RCO-6000-RPL-2-4B7M Inferência de borda de IA
Computador com LGA 1700 para Intel 12/13th
CPU Gen e PCH R680E, 2x LAN, 6x SDD, 2x
Guia de introdução ao PCIe para AWS IoT
Capim-verde
Informações do documento
| Versão | Data | Descrição | 
| 1.0 | Dez-23 | Publicar documento | 
Sobreview
2.1 Introdução
O computador de inferência AI Edge da série RCO-6000-RPL-2-4B7M incorpora desempenho avançado com os processadores Intel Core de 13ª geração, um acelerador de GPU avançado e SSDs NVMe expansíveis e hot-swappable com seus nós modulares EDGEBoost. À medida que o poder de processamento se afasta dos recursos na nuvem, as implantações em ambientes remotos e móveis exigem sistemas robustos que possam suportar a exposição a fatores ambientais, como poeira, detritos, choque, vibração e temperaturas extremas. Os computadores de inferência AI Edge da Premio são testados e validados para garantir desempenho confiável em meio a implantações nas configurações ambientais mais adversas.

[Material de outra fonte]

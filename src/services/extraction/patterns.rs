//! Text heuristics for pulling letters and words out of oracle replies.
//!
//! Everything here is pure: no oracle calls, no logging. The engine composes
//! these into the per-category extractors.

use regex::Regex;
use std::sync::LazyLock;

/// A maximal run of 3-15 uppercase letters.
static CAPS_WORD: LazyLock<Regex> =
    LazyLock::new(|| Regex::new(r"\b[A-Z]{3,15}\b").expect("valid caps word regex"));

/// Single uppercase letters separated by commas, dashes or spaces, optionally
/// joined by "and": `C - A - T`, `C, A and T`.
static SEPARATED_LETTERS: LazyLock<Regex> = LazyLock::new(|| {
    Regex::new(r"\b[A-Z](?:(?:\s*[,\-–—]\s*|\s+)(?:and\s+)?[A-Z]\b){2,}")
        .expect("valid separated letters regex")
});

/// Letters separated by repeated dots: `C..A..T`, `c ... a ... t`.
static DOTTED_LETTERS: LazyLock<Regex> = LazyLock::new(|| {
    Regex::new(r"\b[A-Za-z](?:\s*\.{2,}\s*[A-Za-z]\b){2,}").expect("valid dotted letters regex")
});

/// A standalone uppercase letter.
static ISOLATED_LETTER: LazyLock<Regex> =
    LazyLock::new(|| Regex::new(r"\b[A-Z]\b").expect("valid isolated letter regex"));

/// Letters the oracle spelled out after a first/last keyword, within the same
/// sentence: an uppercase run (`THU`) or separated capitals (`T, H, U`).
/// Lowercase words in between ("three", "the letters") are skipped, never
/// captured.
const PARTIAL_TAIL: &str = r"[^.!?]*?\b([A-Z](?:[\s,\-–]+(?:and\s+)?[A-Z]\b)+|[A-Z]{1,10})\b";

/// "first N letters are X", "starts with X", "begins with the letters X".
static FIRST_PARTIAL: LazyLock<Regex> = LazyLock::new(|| {
    Regex::new(&format!(
        r"(?i:\b(?:first|starts?\s+with|begins?\s+with)\b){PARTIAL_TAIL}"
    ))
    .expect("valid first partial regex")
});

/// "last N letters are Y", "ends with Y", "the last three letters: Y".
static LAST_PARTIAL: LazyLock<Regex> = LazyLock::new(|| {
    Regex::new(&format!(r"(?i:\b(?:last|ends?\s+with)\b){PARTIAL_TAIL}"))
        .expect("valid last partial regex")
});

/// All-caps or title-case tokens of 2-10 letters.
static CLUE_FRAGMENT: LazyLock<Regex> = LazyLock::new(|| {
    Regex::new(r"\b[A-Z]{2,10}\b|\b[A-Z][a-z]{1,9}\b").expect("valid clue fragment regex")
});

/// Word-like tokens in a completion suggestion.
static SUGGESTION_WORD: LazyLock<Regex> =
    LazyLock::new(|| Regex::new(r"\b[A-Za-z]{4,15}\b").expect("valid suggestion regex"));

/// Filler words skipped when reading a completion suggestion.
const SUGGESTION_FILLER: &[&str] = &["THE", "AND", "THAT", "COULD", "MATCH", "WORDS", "WITH"];

fn ascii_letters(text: &str) -> String {
    text.chars()
        .filter(char::is_ascii_alphabetic)
        .map(|c| c.to_ascii_uppercase())
        .collect()
}

/// Every maximal run of 3-15 uppercase letters, in order.
pub fn caps_words(reply: &str) -> Vec<&str> {
    CAPS_WORD.find_iter(reply).map(|m| m.as_str()).collect()
}

/// The reply reduced to its ASCII letters, uppercased.
pub fn letters_only(reply: &str) -> String {
    ascii_letters(reply)
}

/// Letters of a spelled-out word, trying separated, dotted, then isolated
/// letters. The first pattern that matches wins.
pub fn spelled_letters(reply: &str) -> Option<String> {
    if let Some(m) = SEPARATED_LETTERS.find(reply) {
        let letters: String = ISOLATED_LETTER
            .find_iter(m.as_str())
            .map(|l| l.as_str())
            .collect();
        if letters.len() >= 3 {
            return Some(letters);
        }
    }

    if let Some(m) = DOTTED_LETTERS.find(reply) {
        return Some(ascii_letters(m.as_str()));
    }

    isolated_letters(reply).filter(|letters| letters.len() >= 3)
}

/// All standalone uppercase letters in the reply, joined in order.
pub fn isolated_letters(reply: &str) -> Option<String> {
    let letters: String = ISOLATED_LETTER
        .find_iter(reply)
        .map(|m| m.as_str())
        .collect();
    (!letters.is_empty()).then_some(letters)
}

/// Known fragments of a word from a partial-letters reply.
#[derive(Debug, Clone, Default, PartialEq, Eq)]
pub struct LetterPartial {
    pub first: Option<String>,
    pub last: Option<String>,
    /// Letters known to be in the word, position unknown.
    pub loose: Option<String>,
}

impl LetterPartial {
    pub const fn is_empty(&self) -> bool {
        self.first.is_none() && self.last.is_none() && self.loose.is_none()
    }

    /// Whether a suggested word respects every known fragment.
    pub fn admits(&self, word: &str) -> bool {
        let word = word.to_ascii_uppercase();
        self.first.as_ref().is_none_or(|f| word.starts_with(f.as_str()))
            && self.last.as_ref().is_none_or(|l| word.ends_with(l.as_str()))
            && self
                .loose
                .as_ref()
                .is_none_or(|letters| letters.chars().all(|c| word.contains(c)))
    }

    /// Constraint phrase for a completion prompt.
    pub fn describe(&self) -> String {
        let mut constraints = Vec::new();
        if let Some(first) = &self.first {
            constraints.push(format!("starts with \"{first}\""));
        }
        if let Some(last) = &self.last {
            constraints.push(format!("ends with \"{last}\""));
        }
        if let Some(loose) = &self.loose {
            let letters: Vec<String> = loose.chars().map(String::from).collect();
            constraints.push(format!("contains the letters {}", letters.join(", ")));
        }
        constraints.join(" and ")
    }
}

/// Parse first/last fragment templates; without any, fall back to 2-4
/// isolated uppercase letters as a loose partial.
pub fn letter_partial(reply: &str) -> LetterPartial {
    // A lone "I" after the keyword is the pronoun, not a letter
    let capture = |re: &Regex| {
        re.captures_iter(reply)
            .filter_map(|caps| caps.get(1))
            .map(|m| ascii_letters(m.as_str()))
            .find(|letters| !letters.is_empty() && letters != "I")
    };

    let first = capture(&FIRST_PARTIAL);
    let last = capture(&LAST_PARTIAL);
    if first.is_some() || last.is_some() {
        return LetterPartial {
            first,
            last,
            loose: None,
        };
    }

    let count = ISOLATED_LETTER.find_iter(reply).count();
    LetterPartial {
        loose: (2..=4)
            .contains(&count)
            .then(|| isolated_letters(reply))
            .flatten(),
        ..LetterPartial::default()
    }
}

/// Initials of an acrostic reply, or `None` when fewer than three are found.
///
/// Tries, in order: one initial per non-empty line, per comma-separated
/// fragment, then per capitalized word. The first rule that yields at least
/// three initials wins.
pub fn acronym_initials(reply: &str) -> Option<String> {
    let by_lines = initials(reply.lines());
    if by_lines.len() >= 3 {
        return Some(by_lines);
    }

    if reply.contains(',') {
        let by_commas = initials(reply.split(','));
        if by_commas.len() >= 3 {
            return Some(by_commas);
        }
    }

    let by_capitals: String = reply
        .split_whitespace()
        .filter_map(|word| word.chars().find(char::is_ascii_alphabetic))
        .filter(char::is_ascii_uppercase)
        .collect();
    (by_capitals.len() >= 3).then_some(by_capitals)
}

fn initials<'a>(fragments: impl Iterator<Item = &'a str>) -> String {
    fragments
        .filter_map(|fragment| fragment.chars().find(char::is_ascii_alphabetic))
        .map(|c| c.to_ascii_uppercase())
        .collect()
}

/// Uppercased capitalized-letter runs in a clue reply, in order.
pub fn clue_fragments(reply: &str) -> Vec<String> {
    CLUE_FRAGMENT
        .find_iter(reply)
        .map(|m| m.as_str().to_ascii_uppercase())
        .collect()
}

/// Up to `limit` uppercased word-like tokens from a completion suggestion,
/// skipping filler words.
pub fn suggestion_words(text: &str, limit: usize) -> Vec<String> {
    SUGGESTION_WORD
        .find_iter(text)
        .map(|m| m.as_str().to_ascii_uppercase())
        .filter(|word| !SUGGESTION_FILLER.contains(&word.as_str()))
        .take(limit)
        .collect()
}

#[cfg(test)]
mod tests {
    use super::*;

    #[test]
    fn test_caps_words_are_maximal_runs() {
        assert_eq!(caps_words("The word is CARPET, not RUG."), vec!["CARPET", "RUG"]);
        assert!(caps_words("ABCDEFGHIJKLMNOPQ is too long").is_empty());
        assert!(caps_words("no shouting here").is_empty());
    }

    #[test]
    fn test_spelled_letters_separated() {
        assert_eq!(
            spelled_letters("C - A - R - P - E - T").as_deref(),
            Some("CARPET")
        );
        assert_eq!(
            spelled_letters("It goes J, I, G, S, A and W.").as_deref(),
            Some("JIGSAW")
        );
    }

    #[test]
    fn test_spelled_letters_dotted() {
        assert_eq!(spelled_letters("m...o...o...n").as_deref(), Some("MOON"));
    }

    #[test]
    fn test_spelled_letters_isolated_anywhere() {
        assert_eq!(
            spelled_letters("First comes T then H then E then N").as_deref(),
            Some("THEN")
        );
        assert_eq!(spelled_letters("Only A and B here"), None);
    }

    #[test]
    fn test_letter_partial_templates() {
        let partial = letter_partial("The first three letters are T, H, U.");
        assert_eq!(partial.first.as_deref(), Some("THU"));
        assert_eq!(partial.last, None);

        let partial = letter_partial("The last 3 letters of the word are DER");
        assert_eq!(partial.last.as_deref(), Some("DER"));

        let partial = letter_partial("It starts with THU and ends with DER.");
        assert_eq!(partial.first.as_deref(), Some("THU"));
        assert_eq!(partial.last.as_deref(), Some("DER"));
    }

    #[test]
    fn test_letter_partial_skips_filler_words() {
        let partial = letter_partial("The last three letters: D, E, R");
        assert_eq!(partial.last.as_deref(), Some("DER"));
        assert_eq!(partial.first, None);

        let partial = letter_partial("The word begins with the letters THU");
        assert_eq!(partial.first.as_deref(), Some("THU"));

        let partial = letter_partial("First, I will say it begins with THU.");
        assert_eq!(partial.first.as_deref(), Some("THU"));
    }

    #[test]
    fn test_letter_partial_keyword_without_letters_is_loose() {
        let partial = letter_partial("The first letters are a mystery. Yet R and T appear.");
        assert_eq!(partial.first, None);
        assert_eq!(partial.last, None);
        assert_eq!(partial.loose.as_deref(), Some("RT"));
    }

    #[test]
    fn test_letter_partial_loose_letters() {
        let partial = letter_partial("Think of R and T, wise one.");
        assert_eq!(partial.loose.as_deref(), Some("RT"));
        assert!(letter_partial("Nothing to see here.").is_empty());
    }

    #[test]
    fn test_partial_admits() {
        let partial = LetterPartial {
            first: Some("THU".to_string()),
            last: Some("DER".to_string()),
            loose: None,
        };
        assert!(partial.admits("thunder"));
        assert!(!partial.admits("THUMB"));
        assert_eq!(
            partial.describe(),
            "starts with \"THU\" and ends with \"DER\""
        );
    }

    #[test]
    fn test_acronym_comma_split() {
        assert_eq!(
            acronym_initials("Cats roam, Hunting every rat, Every night, Roaming yards").as_deref(),
            Some("CHER")
        );
    }

    #[test]
    fn test_acronym_line_split() {
        let poem = "Many stars shine\nOver the hills\nOnly at night\nNever by day";
        assert_eq!(acronym_initials(poem).as_deref(), Some("MOON"));
    }

    #[test]
    fn test_acronym_capitalized_split() {
        assert_eq!(
            acronym_initials("Bright Rivers Ice Glows Hot Tonight").as_deref(),
            Some("BRIGHT")
        );
        assert_eq!(acronym_initials("no capitals at all"), None);
    }

    #[test]
    fn test_clue_fragments() {
        assert_eq!(
            clue_fragments("The first letters are THUN."),
            vec!["THE", "THUN"]
        );
    }

    #[test]
    fn test_suggestion_words_skip_filler() {
        assert_eq!(
            suggestion_words("That could match THUNDER with words", 5),
            vec!["THUNDER"]
        );
    }
}
//! Domain layer for spellbreaker
//!
//! This module contains the core models, error types, and the port traits
//! that oracle adapters implement.

pub mod errors;
pub mod models;
pub mod ports;

pub use errors::{DomainError, DomainResult, OracleError, OracleResult};
//! Command-line interface.

pub mod commands;
pub mod output;
pub mod types;

pub use types::{Cli, Commands};

/// Print a command error and exit with status 1.
pub fn handle_error(err: anyhow::Error, json_mode: bool) -> ! {
    if json_mode {
        let body = serde_json::json!({
            "success": false,
            "error": err.to_string(),
            "causes": err.chain().skip(1).map(ToString::to_string).collect::<Vec<_>>(),
        });
        eprintln!("{}", serde_json::to_string_pretty(&body).unwrap_or_default());
    } else {
        eprintln!("Error: {err}");
        for cause in err.chain().skip(1) {
            eprintln!("  Caused by: {cause}");
        }
    }
    std::process::exit(1);
}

2.2 Sobre o AWS IoT Greengrass
Para saber mais sobre o AWS IoT Greengrass, consulte como funciona e o que há de novo.
Descrição do Hardware
3.1 Ficha técnica 
Clique neste link (https://premio.blob.core.windows.net/premio/uploads/resource/datasheet/RCO-6000-RPL/DS_RCO-6000-RPL-2-4B7M_Premio.pdf) para view a folha de dados do RCO6000-RPL-2-4B7M.
3.2 Referências Adicionais de Hardware 
Consulte a página do dispositivo RCO-6000-RPL-2-4B7M para obter mais detalhes do produto
3.3 Itens Fornecidos pelo Usuário 
Não aplicável.
3.4 Itens Adquiríveis de Terceiros
Não aplicável.
Configure seu ambiente de desenvolvimento
AWS IoT Greengrass oferece suporte a Windows e Linux: https://docs.aws.amazon.com/greengrass/v2/developerguide/operating-system-featuresupport-matrix.html.
Consulte o guia do desenvolvedor para obter as ferramentas necessárias e a configuração adequada: https://docs.aws.amazon.com/greengrass/v2/developerguide/what-is-iotgreengrass.html
Recomenda-se instalar as seguintes ferramentas/SDKs:
- Java Runtime Environment (JRE) versão 8 ou superior
 - Kit de Desenvolvimento Java (JDK) Amazon Corretto 11 (https://aws.amazon.com/corretto/) ou OpenJDK 11 (https://openjdk.java.net/)
 - Biblioteca GNU C (https://www.gnu.org/software/libc/); (glibc) versão 2.25 ou superior
 
Configure seu hardware
Consulte o dispositivo manual do usuário para a configuração de hardware.
Configure sua conta e permissões da AWS
Consulte a documentação on-line da AWS em Configure sua conta da AWS: https://docs.aws.amazon.com/iot/latest/developerguide/setting-up.html
Siga as etapas descritas abaixo para criar sua conta e usuário para começar:
- Cadastre-se para uma conta AWS: https://docs.aws.amazon.com/iot/latest/developerguide/setting-up.html#aws-registration
 - Crie um usuário e conceda a ele as permissões adequadas: https://docs.aws.amazon.com/iot/latest/developerguide/setting-up.html#create-iam-user
 - Abra o console do AWS IoT: https://docs.aws.amazon.com/iot/latest/developerguide/setting-up.html#iot-consolesignin
 
Criar recursos na AWS IoT
Consulte as instruções sobre como criar recursos AWS IoT: https://docs.aws.amazon.com/iot/latest/developerguide/create-iot-resources.html
Siga as etapas descritas nestas seções para provisionar recursos para seu dispositivo:
- Crie uma política de IoT da AWS
 - Criar um objeto de coisa
 
Instale a interface de linha de comando da AWS
Para instalar a AWS CLI em sua máquina host, consulte as instruções: https://docs.aws.amazon.com/cli/latest/userguide/getting-started-install.html
A instalação da CLI é necessária para concluir as instruções neste guia. Depois de instalar o AWS CLI, configure-o de acordo com as instruções:
https://docs.aws.amazon.com/cli/latest/userguide/cli-configure-quickstart.html#cliconfigure-quickstart-config.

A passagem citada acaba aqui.